# Be Careful What You Wish For



## Ridefish (Jun 8, 2014)

It's been an amazing summer for Speckled trout this year but I've been wanting to feel the pull of a much larger tougher fish lately. Decided to try fishing the north end of the 3 mile bridge this morning. I was thinking this would give me more opportunity for a variety of fish. Got on the water about 8:00am and cruised around to the west side of the bridge. Started casting the mirrodine in the 3-5' range of water. I was looking toward the shore but noticed a school of larger fish to my other side just as they passed under the Kayak. I flipped the mirrodine maybe 10 yards behind me and Bam! Instant line stripping. It wasn't taking very long for the 20# braid to empty from the Smoke 30. Had to start peddling after him. After a few minutes he had me out around the point heading back around under the bridge. Had to try and put the brakes on him and the inevitable happened, the leader broke. Dang! What was he? Oh well headed back into the cove and got entertained by a few pesky lady fish and then it got better. Cast the mirrodine toward shallower water and got hit with a big explosion in the water but missed. Cast right back over and bang, she was on. She put on a great show all the way up to the boat. 26 1/2" Speck and fat too. Spent a while longer working the area with only lady fish to show for it and then decided to drag the mirrodine back. Trolled a couple of hundred yards and then the fun( sometime disguised as agony began. 35 minutes of getting pulled around, gain line, lose line. The rod was bent to distress the entire time but I finally got to see the fish. The good looking , hard fighting Jack. I've been saying lately that I wanted to catch one and now I don't need or want to again. Too much fun (work) for lighter tackle. Beautiful day to be on the water.


----------



## Ridefish (Jun 8, 2014)

Pics coming, could not get them to load.


----------



## spencer618 (Jan 30, 2014)

Sounds like a fun day!


----------



## GAjohn (May 23, 2012)

I've yet to catch a sizable Jack Crevalle.
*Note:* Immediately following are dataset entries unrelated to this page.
//! Database backup CLI commands.

use clap::{Args, Subcommand};
use serde::Serialize;
use tabled::Tabled;

use crate::output::{self, OutputFormat};
use backuphub_core::error::AppError;
use backuphub_core::types::{JobName, JobStatus};
use backuphub_core::validation::normalize_cron_expression;
use backuphub_database::repositories::job::JobRepository;
use backuphub_entity::job::Job;
use backuphub_worker::DatabaseBackupRunner;

/// Arguments for backup commands
#[derive(Debug, Args)]
pub struct BackupArgs {
    /// Backup subcommand
    #[command(subcommand)]
    pub command: BackupCommand,
}

/// Backup subcommands
#[derive(Debug, Subcommand)]
pub enum BackupCommand {
    /// Run one database dump in the foreground
    Run,
    /// Check a cron expression
    Validate {
        /// Cron expression, e.g. "0 2 * * *"
        expression: String,
    },
    /// Show recent backup jobs
    History {
        /// Maximum number of jobs to show
        #[arg(short, long, default_value_t = 20)]
        limit: i64,
    },
}

#[derive(Debug, Serialize, Tabled)]
struct BackupJobRow {
    #[tabled(rename = "ID")]
    id: String,
    #[tabled(rename = "State")]
    state: String,
    #[tabled(rename = "Attempts")]
    attempts: String,
    #[tabled(rename = "Worker")]
    worker_id: String,
    #[tabled(rename = "Created")]
    created_at: String,
    #[tabled(rename = "Completed")]
    completed_at: String,
    #[tabled(rename = "Error")]
    error_message: String,
}

impl From<Job> for BackupJobRow {
    fn from(job: Job) -> Self {
        Self {
            id: job.id.to_string(),
            state: job.state.to_string(),
            attempts: format!("{}/{}", job.attempts, job.max_attempts),
            worker_id: output::display_option(&job.worker_id),
            created_at: job.created_at.format("%Y-%m-%d %H:%M:%S").to_string(),
            completed_at: output::display_option(
                &job.completed_at.map(|t| t.format("%Y-%m-%d %H:%M:%S")),
            ),
            error_message: output::display_option(&job.error_message),
        }
    }
}

/// Execute backup commands
pub async fn execute(
    args: &BackupArgs,
    config_path: &str,
    format: OutputFormat,
) -> Result<(), AppError> {
    match &args.command {
        BackupCommand::Run => {
            let config = super::load_config(config_path).await?;
            println!(
                "Backing up {}@{}:{} with '{}'...",
                config.database.username, config.database.host, config.database.port, config.dump.binary
            );

            let runner = DatabaseBackupRunner::new(config.database, config.dump);
            match runner.run_database_backup().await {
                JobStatus::Success => output::print_success("Backup completed."),
                JobStatus::Failed => {
                    output::print_error("Backup failed; set RUST_LOG=info for the dump output.");
                    return Err(AppError::internal("Backup failed"));
                }
            }
        }
        BackupCommand::Validate { expression } => match normalize_cron_expression(expression) {
            Some(normalized) => {
                output::print_success(&format!("'{}' is a valid cron expression", expression));
                output::print_kv("Scheduled as", &normalized);
            }
            None => {
                output::print_error(&format!("Invalid cron expression {}", expression));
                return Err(AppError::validation(format!(
                    "Invalid cron expression {}",
                    expression
                )));
            }
        },
        BackupCommand::History { limit } => {
            let config = super::load_config(config_path).await?;
            let pool = super::create_db_pool(&config).await?;
            let repo = JobRepository::new(pool);

            let rows: Vec<BackupJobRow> = repo
                .find_recent(JobName::BackupDatabase.as_str(), (*limit).max(1))
                .await?
                .into_iter()
                .map(BackupJobRow::from)
                .collect();
            output::print_list(&rows, format);
        }
    }

    Ok(())
}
They sound like a hell of a fight, nice job!


----------



## Bravo87 (Jun 19, 2014)

Good day


----------



## SOCMedic (Aug 19, 2014)

beautiful fish, awesome job!


----------



## SoCalYakman (Aug 11, 2014)

Beautiful fish, way to go!!!


----------



## Night Wing (May 16, 2011)

Great report and photos. :thumbsup:

Thanks for taking the time to post all the photos.


----------



## Ga Transplant (Feb 26, 2012)

Nice trout, and those Jacks can sure stretch your line. Good job on both. Fish-on. GT:thumbup:


----------



## SOCMedic (Aug 19, 2014)

Ridefish, just wanted to day thank you for the info, SoCalYakman and myself used the info you posted and I caught myself a Jack doing the same thing on the same lure! Great report and great info!!!


----------



## Ridefish (Jun 8, 2014)

Socmedic, That's cool. Hope you had a little heavier gear than I used. It was a long hot battle for me. I was very glad to be done with him.


----------



## SOCMedic (Aug 19, 2014)

based upon your post I used stouter rod a reel and made much shorter work of him thank god!


----------



## markbxr400 (Jul 23, 2013)

Jack Crevelle's are fun to catch from the yak. They pull so hard and fast, you leave a pretty good wake. Difference between them and bull reds - being dragged out to sea about a half mile further before you can net them!


----------



## Ridefish (Jun 8, 2014)

I could see more fun if I had been geared a little heavier. It was hard to get him turned and coming my way. 20# braid seems fairly stout but it was definitely on the edge of failing whenever the jack wanted to push it. If the second fish was as smart as the first, I believe he'd broke me off at the bridge too. Good experience, just wouldn't want to spend the day catching them on trout gear.


----------



## badonskybuccaneers (Aug 19, 2013)

Nice report! How'd you like that Smoke? Sounds like those jacks put it to the test.


----------



## Ridefish (Jun 8, 2014)

I bought my first one ( smoke 40) this spring. I have since switched entirely to Quantum. I have 2 smoke 30's, 1 smoke 40, 2 Cabo 50's and an Energy 25. So far they are flawless. They are in salt water at least once a week and are all silky smooth and still look like they just came out of the box. The Jacks definitely kept 5 he drags busy but the 30 was consistent and still perfect. My garage full of Penns and others will be for guest to use. I'd tell you if anything was sketchy with these reels, but so far they are excellent.


----------



## Blake R. (Mar 17, 2009)

Those jacks are a blast... About once a year.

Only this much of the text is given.